Der Bürgermeister erklärte mehr als 25 Minuten lang, warum er sich für Hochtief entschieden habe und warum ihm der 30. Juni so wichtig sei. Das Projekt sei in einer "Schwebesituation", so Scholz. Wie in der Neuordnung vereinbart, würden Hochtief und die Architekten Herzog & de Meuron zwar bereits zusammenarbeiten, aber nur unter Vorbehalt. Sollte die Bürgerschaft nicht zustimmen, würden die Verträge platzen und ein Kampf um Schadenersatz einsetzen - daher gebe derzeit noch keine Seite ihr ganzes Wissen preis. Mit anderen Worten: Der Bau kommt nicht richtig voran, solange die Bürgerschaft nicht zustimmt. Daher wolle er diese Phase "nicht zu lang" werden lassen, so der erkennbar um Glättung der Wogen bemühte Bürgermeister. Er habe aber "ein tiefes Verständnis" für die Belange von Abgeordneten. Kultursenatorin Barbara Kisseler (parteilos) appellierte geradezu flehend an die Opposition: "Bitte, helfen Sie mit! Sie sind für dieses Projekt genauso verantwortlich." Und bezog sich auf Entscheidungen zur Elbphilharmonie zu schwarz-grünen Regierungszeiten.

Unmittelbar vor der Sitzung hatte es bereits ein mehr als 90-minütiges Krisentreffen der Fraktionschefs mit Bürgerschaftspräsidentin Carola Veit (SPD) gegeben. Dabei ging es um den Fahrplan bis zum 30. Juni, dem die Opposition bislang ihre Zustimmung verweigert. Nachdem der Senat am Mittwoch die letzten von der Opposition angeforderten Akten (insgesamt mehr als 170 Ordner) geliefert hat und die SPD auch Bereitschaft signalisierte, die Verträge auf Vorschlag der Linkspartei von einem Gutachter prüfen zu lassen, ging man zwar nicht im Streit auseinander, vertagte sich aber auf kommenden Montag. Die zentrale Forderung der Opposition, dem Parlament mindestens bis Ende August Zeit zu geben, lehnte die SPD aber weiterhin ab. Eine Forderung der CDU ist, die Geheimhaltungsvorgabe für die Akten aufzuheben. "Ich unterschreibe dieses Maulkorbpapier nicht", so Fraktionschef Wersich.

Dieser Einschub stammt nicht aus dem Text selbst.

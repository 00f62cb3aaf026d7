use super::traits::Provider;
use async_trait::async_trait;
use std::time::Duration;

const MAX_BACKOFF_MS: u64 = 10_000;

/// Check if an error is non-retryable (client errors that won't resolve with retries).
fn is_non_retryable(err: &anyhow::Error) -> bool {
    let msg = err.to_string();
    if is_quota_exhausted(&msg) {
        return true;
    }

    if let Some(reqwest_err) = err.downcast_ref::<reqwest::Error>()
        && let Some(status) = reqwest_err.status()
    {
        let code = status.as_u16();
        // 408 and 429 are transient even though they are 4xx.
        return status.is_client_error() && code != 429 && code != 408;
    }

    // Provider errors carry the status in their message, e.g. "API error (401 Unauthorized)".
    if let Some(idx) = msg.find("API error (")
        && let Some(code) = msg[idx + "API error (".len()..]
            .get(..3)
            .and_then(|digits| digits.parse::<u16>().ok())
    {
        return (400..500).contains(&code) && code != 429 && code != 408;
    }
    false
}

fn is_quota_exhausted(message: &str) -> bool {
    let lower = message.to_ascii_lowercase();
    lower.contains("insufficient_quota")
        || lower.contains("insufficient balance")
        || lower.contains("exceeded your current quota")
}

/// One link of the fallback chain. `model` overrides the model requested by
/// the caller, since fallback endpoints rarely serve the primary's model name.
pub struct FallbackEntry {
    pub name: String,
    pub provider: Box<dyn Provider>,
    pub model: Option<String>,
}

/// Provider wrapper with retry + ordered fallback.
pub struct ReliableProvider {
    entries: Vec<FallbackEntry>,
    max_retries: u32,
    base_backoff_ms: u64,
}

impl std::fmt::Debug for ReliableProvider {
    fn fmt(&self, f: &mut std::fmt::Formatter<'_>) -> std::fmt::Result {
        f.debug_struct("ReliableProvider")
            .field("providers", &self.provider_names())
            .field("max_retries", &self.max_retries)
            .field("base_backoff_ms", &self.base_backoff_ms)
            .finish_non_exhaustive()
    }
}

impl ReliableProvider {
    pub fn new(entries: Vec<FallbackEntry>, max_retries: u32, base_backoff_ms: u64) -> Self {
        Self {
            entries,
            max_retries,
            base_backoff_ms: base_backoff_ms.max(50),
        }
    }

    pub fn provider_names(&self) -> Vec<&str> {
        self.entries.iter().map(|e| e.name.as_str()).collect()
    }
}

#[async_trait]
impl Provider for ReliableProvider {
    fn name(&self) -> &str {
        self.entries
            .first()
            .map_or("reliable", |entry| entry.name.as_str())
    }

    async fn warmup(&self) -> anyhow::Result<()> {
        for entry in &self.entries {
            tracing::info!(provider = entry.name.as_str(), "Warming up provider connection pool");
            if let Err(e) = entry.provider.warmup().await {
                tracing::warn!(provider = entry.name.as_str(), "Warmup failed (non-fatal): {e}");
            }
        }
        Ok(())
    }

    async fn chat_with_system(
        &self,
        system_prompt: Option<&str>,
        message: &str,
        model: &str,
        temperature: f64,
    ) -> anyhow::Result<String> {
        let mut failures = Vec::new();

        for entry in &self.entries {
            let model = entry.model.as_deref().unwrap_or(model);
            let mut backoff_ms = self.base_backoff_ms;

            for attempt in 0..=self.max_retries {
                match entry
                    .provider
                    .chat_with_system(system_prompt, message, model, temperature)
                    .await
                {
                    Ok(resp) => {
                        if attempt > 0 {
                            tracing::info!(
                                provider = entry.name.as_str(),
                                attempt,
                                "Provider recovered after retries"
                            );
                        }
                        return Ok(resp);
                    }
                    Err(e) => {
                        let non_retryable = is_non_retryable(&e);
                        failures.push(format!(
                            "{} attempt {}/{}: {e}",
                            entry.name,
                            attempt + 1,
                            self.max_retries + 1
                        ));

                        if non_retryable {
                            tracing::warn!(
                                provider = entry.name.as_str(),
                                "Non-retryable error, switching provider"
                            );
                            break;
                        }

                        if attempt < self.max_retries {
                            tracing::warn!(
                                provider = entry.name.as_str(),
                                attempt = attempt + 1,
                                max_retries = self.max_retries,
                                "Provider call failed, retrying"
                            );
                            tokio::time::sleep(Duration::from_millis(backoff_ms)).await;
                            backoff_ms = backoff_ms.saturating_mul(2).min(MAX_BACKOFF_MS);
                        }
                    }
                }
            }

            tracing::warn!(provider = entry.name.as_str(), "Switching to fallback provider");
        }

        anyhow::bail!("All providers failed. Attempts:\n{}", failures.join("\n"))
    }
}
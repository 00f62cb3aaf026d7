// Vector operations for similarity ranking and duplicate detection.

/// Cosine similarity between two vectors, clamped to 0.0–1.0.
/// Mismatched lengths and zero vectors score 0.0.
pub fn cosine_similarity(a: &[f32], b: &[f32]) -> f32 {
    if a.len() != b.len() || a.is_empty() {
        return 0.0;
    }

    let mut dot = 0.0_f64;
    let mut norm_a = 0.0_f64;
    let mut norm_b = 0.0_f64;

    for (x, y) in a.iter().zip(b.iter()) {
        let x = f64::from(*x);
        let y = f64::from(*y);
        dot += x * y;
        norm_a += x * x;
        norm_b += y * y;
    }

    let denom = norm_a.sqrt() * norm_b.sqrt();
    if !denom.is_finite() || denom < f64::EPSILON {
        return 0.0;
    }

    let raw = dot / denom;
    if !raw.is_finite() {
        return 0.0;
    }

    #[allow(clippy::cast_possible_truncation)]
    let sim = raw.clamp(0.0, 1.0) as f32;
    sim
}

/// Index and score of the candidate most similar to `query`.
pub fn best_match<'a, I>(query: &[f32], candidates: I) -> Option<(usize, f32)>
where
    I: IntoIterator<Item = &'a [f32]>,
{
    candidates
        .into_iter()
        .enumerate()
        .map(|(i, v)| (i, cosine_similarity(query, v)))
        .max_by(|a, b| a.1.total_cmp(&b.1))
}
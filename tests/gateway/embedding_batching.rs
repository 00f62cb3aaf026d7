use std::sync::Arc;

use serde_json::json;
use wiremock::matchers::{body_json, header, method, path};
use wiremock::{Mock, MockServer, ResponseTemplate};

use mnemo::error::GatewayError;
use mnemo::memory::{EmbeddingGateway, EmbeddingProvider, OpenAiEmbedding};

const MODEL: &str = "Qwen/Qwen3-Embedding-4B";

#[tokio::test]
async fn embedder_batches_into_single_http_request() {
    let server = MockServer::start().await;
    let inputs = ["hello", "world"];

    Mock::given(method("POST"))
        .and(path("/v1/embeddings"))
        .and(header("authorization", "Bearer test-key"))
        .and(body_json(json!({
            "model": MODEL,
            "input": inputs,
            "encoding_format": "float",
        })))
        .respond_with(ResponseTemplate::new(200).set_body_json(json!({
            "object": "list",
            "model": MODEL,
            "data": [
                {"object": "embedding", "index": 1, "embedding": [0.4, 0.5, 0.6]},
                {"object": "embedding", "index": 0, "embedding": [0.1, 0.2, 0.3]}
            ]
        })))
        .expect(1)
        .mount(&server)
        .await;

    let base = format!("{}/v1", server.uri());
    let embedder = OpenAiEmbedding::new("siliconflow", &base, Some("test-key"), MODEL, 3);
    let vectors = embedder.embed(&inputs).await.unwrap();

    assert_eq!(vectors, vec![vec![0.1_f32, 0.2, 0.3], vec![0.4_f32, 0.5, 0.6]]);
    server.verify().await;
}

#[tokio::test]
async fn gateway_rejects_vectors_of_the_wrong_size() {
    let server = MockServer::start().await;
    Mock::given(method("POST"))
        .and(path("/v1/embeddings"))
        .respond_with(ResponseTemplate::new(200).set_body_json(json!({
            "data": [{"index": 0, "embedding": [0.1, 0.2]}]
        })))
        .mount(&server)
        .await;

    let base = format!("{}/v1", server.uri());
    let gateway = EmbeddingGateway::new(
        Arc::new(OpenAiEmbedding::new("siliconflow", &base, Some("k"), MODEL, 3)),
        3,
    );
    let err = gateway.embed_one("hello").await.unwrap_err();
    assert!(matches!(
        err,
        GatewayError::DimensionMismatch {
            expected: 3,
            actual: 2
        }
    ));
}

#[tokio::test]
async fn provider_error_names_the_provider_and_hides_keys() {
    let server = MockServer::start().await;
    Mock::given(method("POST"))
        .and(path("/v1/embeddings"))
        .respond_with(
            ResponseTemplate::new(401).set_body_string("invalid api key sk-abcdef1234567890abcdef"),
        )
        .mount(&server)
        .await;

    let base = format!("{}/v1", server.uri());
    let gateway = EmbeddingGateway::new(
        Arc::new(OpenAiEmbedding::new("siliconflow", &base, Some("k"), MODEL, 3)),
        3,
    );
    let err = gateway.embed(&["hello"]).await.unwrap_err();
    let text = err.to_string();
    assert!(text.contains("siliconflow"));
    assert!(text.contains("401"));
    assert!(!text.contains("abcdef1234567890"));
}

In der Frage Neuordnung und der Kosten redeten Senat und Opposition aneinander vorbei. Scholz, Kisseler und auch SPD-Fraktionschef Andreas Dressel verwiesen mehrfach darauf, dass noch kein CDU-Senat zuvor alle Verträge zu dem Projekt veröffentlicht habe, dass noch keiner alle Kosten in Zusammenhang mit dem Projekt addiert habe und dass es noch nie gelungen sei, Hochtief das komplette Risiko für alles bisher Gebaute und alle künftigen Leistungen zu übertragen. Aber die Opposition interessierte sich weniger dafür, wie gut die Verträge sind, als für die Frage, warum es mit dieser Neuordnung noch einmal 256 Millionen Euro teurer wird und ob es nicht besser gewesen wäre, Hochtief zu kündigen. "Um das bewerten zu können, muss das Parlament den Plan B kennen", so Grünen-Fraktionschef Jens Kerstan. Bislang habe der Senat aber nur erklärt, dass der Weiterbau in Eigenregie genauso teuer geworden wäre, die Details müsse man nun in den Akten suchen. "Das kann man nicht mal eben in ein paar Wochen erledigen, das ist unzumutbar", so Kerstan. Norbert Hackbusch nannte es "erschreckend", dass der Senat nun den gleichen Zeitdruck wie seine CDU-Vorgänger ausübe. Robert Bläsing (FDP) ergänzte: "Aus Schaden ist dieser Senat nicht schlau geworden."